L'excédent commercial chinois avec l'UE a bondi à 360,6 Md€ en 2025 (+15 % sur un an), soit près d'un milliard d'euros par jour. Bruxelles abandonne le dialogue au profit de mesures de défense commerciale agressives. La proposition de « Section 301 européenne », soutenue par Paris et Berlin, pourrait coordonner pour la première fois les pressions de l'UE et des États-Unis sur Pékin, redessinant les échanges mondiaux et créant des risques pour les chaînes d'approvisionnement transatlantiques.
Pourquoi Bruxelles abandonne le dialogue
Les droits de douane seuls ne suffisent plus. La Commission a imposé jusqu'à 35,3 % de droits sur les véhicules électriques chinois, et 18 des 21 enquêtes de défense commerciale du bloc visent la Chine. Mais les constructeurs chinois se sont tournés vers les hybrides, et l'excédent de Pékin continue de se creuser début 2026, selon IBTimes Singapore. L'UE veut un outil plus musclé, comparable à la Section 301 américaine, pour contrer la « surcapacité industrielle systémique ». Cela rejoint les réformes de la politique industrielle de l'UE et le filtrage de la sécurité économique.
Qu'est-ce qu'une Section 301 européenne ?
Une Section 301 européenne permettrait à la Commission d'imposer tarifs, quotas ou rétorsions sans décision de l'OMC, comme la loi américaine de 1974. Les mesures antidumping actuelles exigent de longues enquêtes et la preuve de marges de dumping. Ce nouvel outil permettrait d'agir plus vite contre subventions et surcapacité, avec des droits rétroactifs pouvant dépasser 50 %. Les juristes exigent proportionnalité, contrôle judiciaire et droits temporaires. Ce débat rejoint l'avenir du règlement des différends à l'OMC.

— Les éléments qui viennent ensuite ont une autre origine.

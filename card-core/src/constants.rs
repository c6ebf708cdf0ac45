/// Card template layout constants.
/// Values are template pixels unless noted otherwise.
pub const TEMPLATE_WIDTH: i32 = 3875;
pub const TEMPLATE_HEIGHT: i32 = 5463;

/// Upper bound of illustrations in one row once an operand needs two rows.
pub const MAX_IMAGES_PER_ROW: i32 = 5;

// Front face: operand bands
pub const FRAME_TOP_Y: i32 = 250;
pub const FRAME_BOTTOM_Y: i32 = TEMPLATE_HEIGHT - 1225;
pub const BOX_AREA_WIDTH: i32 = 3000;
pub const BOX_AREA_HEIGHT: i32 = TEMPLATE_HEIGHT / 3 - 250;
/// Nudges that keep the operand bands clear of the symbol overlay.
pub const VERTICAL_SHIFT_TOP: i32 = 100;
pub const VERTICAL_SHIFT_BOTTOM: i32 = -100;

// Front face: question text
pub const TEXT_BOX_WIDTH: i32 = 3000;
pub const TEXT_BOX_HEIGHT: i32 = 900;
pub const TEXT_BOX_BOTTOM_MARGIN: i32 = 170;
pub const FRONT_FONT_SIZE: f32 = 300.0;
pub const FRONT_ROW_WORDS: usize = 3;

// Back face
pub const TOP_TEXT_VERTICAL_OFFSET: i32 = 1075;
pub const TEXT_ROW_STEP: i32 = 325;
pub const IMAGE_VERTICAL_OFFSET: i32 = 2375;
pub const IMAGE_BOX_DIMENSIONS: i32 = 1200;
pub const IMAGE_SCALE_FACTOR: f32 = 1.65;
pub const BOTTOM_TEXT_VERTICAL_OFFSET: i32 = 3760;
pub const BOTTOM_TEXT_BOX_HEIGHT: i32 = 300;
/// Extra drop of the operation line on standard-style backs.
pub const STANDARD_OPERATION_NUDGE: i32 = 50;
/// Second rear-text segment longer than this switches to the reduced sizes.
pub const LONG_SEGMENT_CHARS: usize = 23;

/// Largest operand or result a card may show; number words stop at twenty.
pub const MAX_OPERAND: u32 = 20;
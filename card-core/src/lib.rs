//! Layout and model logic for printable math flashcards.
//!
//! Everything in this crate is pure: no file or image I/O. Rendering lives in
//! `card-render`, document assembly in `card-press`.

mod error;

pub mod card;
pub mod constants;
pub mod deck;
pub mod format;
pub mod generate;
pub mod geometry;
pub mod profile;
pub mod text;

pub use card::{Card, Difficulty, Operation, OperationKind, Operator, Style};
pub use deck::{DifficultyIndex, OrderScore};
pub use error::CardError;
pub use geometry::{Placement, Position, Region};
pub use profile::{BackTransform, PageProfile, Rotation, Slot};

/// Text colour used on the back face for a difficulty tier.
pub fn back_text_color(difficulty: Difficulty) -> &'static str {
    // One colour per tier; the unified style draws in blue.
    match difficulty {
        Difficulty::Easy => "#4F8BC6",
        Difficulty::Medium => "#59A96A",
        Difficulty::Hard => "#D94E4E",
        Difficulty::Standard => "#2967CA",
    }
}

Les chiffres derrière ce tournant
- Déficit UE-Chine : 360,6 Md€ en 2025 (+15 %)
- Droits UE sur les VE chinois : jusqu'à 35,3 %
- 21 enquêtes de défense commerciale, 18 visent la Chine
- Chine : ~90 % du traitement mondial des terres rares
- Plafond de fournisseur unique proposé : 30-40 %
Ces chiffres poussent l'UE à revoir sa politique de l'UE sur les terres rares et à envisager de nouvelles règles d'approvisionnement pour les marchés publics.
Nouvelles enquêtes et droits rétroactifs
Les nouvelles enquêtes antidumping visent produits chimiques, matériaux et véhicules électriques, avec des droits rétroactifs pouvant dépasser 50 %. Ce serait l'usage le plus agressif de la défense commerciale depuis les mesures sur l'acier. Le Conseil européen décidera en juin 2026. La CNUCED voit dans la fragmentation commerciale la tendance de l'année. L'UE met à jour sa réglementation antidumping de l'UE pour agir plus vite.
Coordination transatlantique et risques stratégiques
Pour la première fois, l'UE et les États-Unis pourraient agir de concert contre la Chine. Le représentant américain Jamieson Greer a lancé une enquête Section 301 contre l'Allemagne, compliquant l'unité. Mais l'objectif commun de contrer la surcapacité chinoise pousse à des actions parallèles. Les chaînes d'approvisionnement transatlantiques font face à des murs tarifaires des deux côtés. La CNUCED avertit d'une baisse d'efficacité du commerce mondial et de coûts accrus, accélérant la diversification des chaînes d'approvisionnement mondiales.
FAQ
Quel est l'excédent commercial UE-Chine en 2025 ?
Il a atteint 360,6 Md€, en hausse de 15 % sur un an, soit près d'un milliard par jour.
Qu'est-ce qu'une Section 301 européenne ?
Un instrument de défense commerciale proposé, avec droits de rétorsion sans l'OMC et droits rétroactifs possibles de plus de 50 %.
Quand l'UE décidera-t-elle ?
Le Conseil européen se prononcera en juin 2026.
Quels secteurs sont visés ?
Produits chimiques, matériaux et véhicules électriques, avec droits rétroactifs possibles de plus de 50 %.
Positions de la France et de l'Allemagne ?
La France soutient fermement des mesures dures ; l'Allemagne est prudente en raison de ses 246 Md€ d'échanges avec la Chine.
Conclusion
Le passage du dialogue à la dissuasion est un réalignement structurel du commerce mondial. Avec une action conjointe UE-États-Unis possible, le consensus post-OMC s'érode. Entreprises et gouvernements doivent se préparer à un environnement plus fragmenté et tarifaire.